Each line in the records below, from the one that contains "pub type Result<T>" to the one that contains "of the faces", should be reproduced exactly, the first and last included.

**Stored data entries**
************

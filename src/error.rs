// SPDX-License-Identifier: Apache-2.0
// Copyright (c) 2025 Polyframe Inc.

//! Error taxonomy shared by every pipeline stage

use std::path::PathBuf;
use thiserror::Error;

/// Errors produced by the meshbool library
#[derive(Debug, Error)]
pub enum MeshBoolError {
    /// File extension is neither `.stl` nor `.ply`
    #[error("File must be STL or PLY: {}", .path.display())]
    UnsupportedFormat { path: PathBuf },

    /// Boolean operation name outside union/intersection/difference
    #[error("Unknown operation: {0}")]
    UnknownOperation(String),

    /// Sphere radius must be strictly positive and finite
    #[error("Invalid sphere radius: {0}")]
    InvalidRadius(f64),

    /// A stage needed vertices but received none
    #[error("Mesh has no vertices")]
    EmptyMesh,

    /// Face connectivity or cell layout is inconsistent
    #[error("Invalid mesh: {0}")]
    InvalidMesh(String),

    /// Mesh fixer rejected the input or failed during repair
    #[error("Repair failed: {0}")]
    Repair(String),

    #[error("I/O error on {}: {source}", .path.display())]
    Io {
        path: PathBuf,
        #[source]
        source: std::io::Error,
    },

    /// PLY header or payload is malformed
    #[error("PLY error: {0}")]
    Ply(String),

    #[error("Config error: {0}")]
    Config(String),

    #[error("Viewer error: {0}")]
    Viewer(String),
}

impl MeshBoolError {
    pub(crate) fn io(path: impl Into<PathBuf>, source: std::io::Error) -> Self {
        Self::Io {
            path: path.into(),
            source,
        }
    }
}

pub type Result<T> = std::result::Result<T, MeshBoolError>;
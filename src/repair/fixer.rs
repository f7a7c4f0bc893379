// SPDX-License-Identifier: Apache-2.0
// Copyright (c) 2025 Polyframe Inc.

//! Array-based mesh fixer: boundary loops, hole filling and cleaning

use super::{fill, intersect};
use crate::error::{MeshBoolError, Result};
use crate::geometry::mesh_utils::Edge;
use crate::io::MeshArrays;
use ahash::{AHashMap, AHashSet};
use nalgebra::Point3;
use tracing::debug;

/// Holds a triangle soup and repairs it in place
#[derive(Debug, Clone)]
pub struct MeshFixer {
    vertices: Vec<Point3<f64>>,
    faces: Vec<[usize; 3]>,
}

impl MeshFixer {
    /// Take ownership of copies of the arrays; rejects empty input and
    /// faces addressing missing vertices.
    pub fn load_arrays(arrays: &MeshArrays) -> Result<Self> {
        if arrays.vertices.is_empty() || arrays.faces.is_empty() {
            return Err(MeshBoolError::Repair(
                "mesh fixer needs at least one face".to_string(),
            ));
        }

        let count = arrays.vertices.len();
        if let Some(face) = arrays.faces.iter().find(|f| f.iter().any(|&i| i >= count)) {
            return Err(MeshBoolError::Repair(format!(
                "face {:?} references a vertex outside 0..{}",
                face, count
            )));
        }

        Ok(Self {
            vertices: arrays
                .vertices
                .iter()
                .map(|&[x, y, z]| Point3::new(x, y, z))
                .collect(),
            faces: arrays.faces.clone(),
        })
    }

    pub fn face_count(&self) -> usize {
        self.faces.len()
    }

    /// Number of boundary loops
    pub fn boundaries(&self) -> usize {
        self.boundary_loops().len()
    }

    /// Closed boundary loops, each following the direction of the faces
    /// that own its edges
    pub fn boundary_loops(&self) -> Vec<Vec<usize>> {
        let mut edge_counts: AHashMap<Edge, u32> = AHashMap::with_capacity(self.faces.len() * 2);
        for &[a, b, c] in &self.faces {
            for edge in [Edge::new(a, b), Edge::new(b, c), Edge::new(c, a)] {
                *edge_counts.entry(edge).or_insert(0) += 1;
            }
        }

        let mut next: AHashMap<usize, Vec<usize>> = AHashMap::new();
        for &[a, b, c] in &self.faces {
            for (from, to) in [(a, b), (b, c), (c, a)] {
                if edge_counts.get(&Edge::new(from, to)) == Some(&1) {
                    next.entry(from).or_default().push(to);
                }
            }
        }

        let mut starts: Vec<usize> = next.keys().copied().collect();
        starts.sort_unstable();

        let mut loops = Vec::new();
        for start in starts {
            while let Some(first) = next.get_mut(&start).and_then(Vec::pop) {
                let mut boundary = vec![start];
                let mut current = first;
                let closed = loop {
                    if current == start {
                        break true;
                    }
                    boundary.push(current);
                    match next.get_mut(&current).and_then(Vec::pop) {
                        Some(following) => current = following,
                        None => break false,
                    }
                };

                if closed && boundary.len() >= 3 {
                    loops.push(boundary);
                } else {
                    debug!(vertices = boundary.len(), "skipping open boundary chain");
                }
            }
        }

        loops
    }

    /// Fill every boundary loop with at most `max_edges` edges
    /// (`0` fills all). Returns the number of holes filled.
    pub fn fill_small_boundaries(&mut self, max_edges: usize) -> usize {
        let mut filled = 0;
        for boundary in self.boundary_loops() {
            if max_edges != 0 && boundary.len() > max_edges {
                continue;
            }
            // New faces run against the existing boundary edges
            let polygon: Vec<usize> = boundary.into_iter().rev().collect();
            self.faces.extend(fill::ear_clip(&self.vertices, &polygon));
            filled += 1;
        }
        debug!(filled, max_edges, "filled boundaries");
        filled
    }

    /// Drop faces with repeated indices or zero area, and faces using the
    /// same three vertices as an earlier face. Returns how many were dropped.
    pub fn remove_degenerate_faces(&mut self) -> usize {
        let before = self.faces.len();
        let vertices = &self.vertices;
        let mut seen: AHashSet<[usize; 3]> = AHashSet::with_capacity(before);

        self.faces.retain(|&[a, b, c]| {
            if a == b || b == c || a == c {
                return false;
            }
            let doubled_area = (vertices[b] - vertices[a]).cross(&(vertices[c] - vertices[a]));
            if doubled_area.norm_squared() == 0.0 {
                return false;
            }
            let mut key = [a, b, c];
            key.sort_unstable();
            seen.insert(key)
        });

        before - self.faces.len()
    }

    /// Face pairs that cross each other
    pub fn self_intersections(&self) -> Vec<(usize, usize)> {
        intersect::self_intersections(&self.vertices, &self.faces)
    }

    /// Remove degenerate faces and self-intersections, re-filling the holes
    /// they leave. Each of the `max_iters` rounds runs up to `inner_loops`
    /// fill passes. Returns `true` when no self-intersections remain.
    pub fn clean(&mut self, max_iters: usize, inner_loops: usize) -> bool {
        for iteration in 0..max_iters {
            let degenerate = self.remove_degenerate_faces();
            let pairs = self.self_intersections();
            debug!(
                iteration,
                degenerate,
                intersecting_pairs = pairs.len(),
                "clean pass"
            );
            if pairs.is_empty() {
                return true;
            }

            let doomed: AHashSet<usize> = pairs.iter().flat_map(|&(i, j)| [i, j]).collect();
            let mut index = 0;
            self.faces.retain(|_| {
                let keep = !doomed.contains(&index);
                index += 1;
                keep
            });

            for _ in 0..inner_loops.max(1) {
                if self.fill_small_boundaries(0) == 0 {
                    break;
                }
            }
        }

        self.remove_degenerate_faces();
        self.self_intersections().is_empty()
    }

    /// Current mesh with unreferenced vertices compacted away
    pub fn return_arrays(&self) -> MeshArrays {
        let mut remap: Vec<Option<usize>> = vec![None; self.vertices.len()];
        let mut vertices = Vec::new();

        let faces = self
            .faces
            .iter()
            .map(|face| {
                face.map(|old| {
                    *remap[old].get_or_insert_with(|| {
                        let p = self.vertices[old];
                        vertices.push([p.x, p.y, p.z]);
                        vertices.len() - 1
                    })
                })
            })
            .collect();

        MeshArrays { vertices, faces }
    }
}
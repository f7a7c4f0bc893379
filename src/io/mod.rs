// SPDX-License-Identifier: Apache-2.0
// Copyright (c) 2025 Polyframe Inc.

//! I/O module - mesh files and array conversion

mod arrays;
mod exporter;
mod format;
mod importer;

pub use arrays::{from_arrays, from_cells, to_arrays, CellArray, MeshArrays};
pub use exporter::{save, write_ply, write_stl};
pub use format::MeshFormat;
pub use importer::{load, read_ply, read_stl};
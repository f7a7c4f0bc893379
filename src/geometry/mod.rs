// SPDX-License-Identifier: Apache-2.0
// Copyright (c) 2025 Polyframe Inc.

//! Geometry module - mesh representation and operations

mod bbox;
mod boolean;
mod csg;
mod mesh;
pub mod mesh_utils;
mod primitives;

pub use bbox::{bounds_of, BoundingBox};
pub use boolean::{combine, combine_named, combine_with, BooleanEngine, BooleanOp, BspEngine};
pub use mesh::{Mesh, Triangle, Vertex};
pub use primitives::{
    make_sphere, Primitive, SphereSource, DEFAULT_PHI_RESOLUTION, DEFAULT_THETA_RESOLUTION,
};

************

**Written solution**
pub type Result<T> = std::result::Result<T, MeshBoolError>;
filename src/repair/fixer.rs
repository f7a7c4f0bc893379
// SPDX-License-Identifier: Apache-2.0
// Copyright (c) 2025 Polyframe Inc.

//! Array-based mesh fixer: boundary loops, hole filling and cleaning

use super::{fill, intersect};
use crate::error::{MeshBoolError, Result};
use crate::geometry::mesh_utils::Edge;
use crate::io::MeshArrays;
use ahash::{AHashMap, AHashSet};
use nalgebra::Point3;
use tracing::debug;

/// Holds a triangle soup and repairs it in place
#[derive(Debug, Clone)]
pub struct MeshFixer {
    vertices: Vec<Point3<f64>>,
    faces: Vec<[usize; 3]>,
}

impl MeshFixer {
    /// Take ownership of copies of the arrays; rejects empty input and
    /// faces addressing missing vertices.
    pub fn load_arrays(arrays: &MeshArrays) -> Result<Self> {
        if arrays.vertices.is_empty() || arrays.faces.is_empty() {
            return Err(MeshBoolError::Repair(
                "mesh fixer needs at least one face".to_string(),
            ));
        }

        let count = arrays.vertices.len();
        if let Some(face) = arrays.faces.iter().find(|f| f.iter().any(|&i| i >= count)) {
            return Err(MeshBoolError::Repair(format!(
                "face {:?} references a vertex outside 0..{}",
                face, count
            )));
        }

        Ok(Self {
            vertices: arrays
                .vertices
                .iter()
                .map(|&[x, y, z]| Point3::new(x, y, z))
                .collect(),
            faces: arrays.faces.clone(),
        })
    }

    pub fn face_count(&self) -> usize {
        self.faces.len()
    }

    /// Number of boundary loops
    pub fn boundaries(&self) -> usize {
        self.boundary_loops().len()
    }

    /// Closed boundary loops, each following the direction of the faces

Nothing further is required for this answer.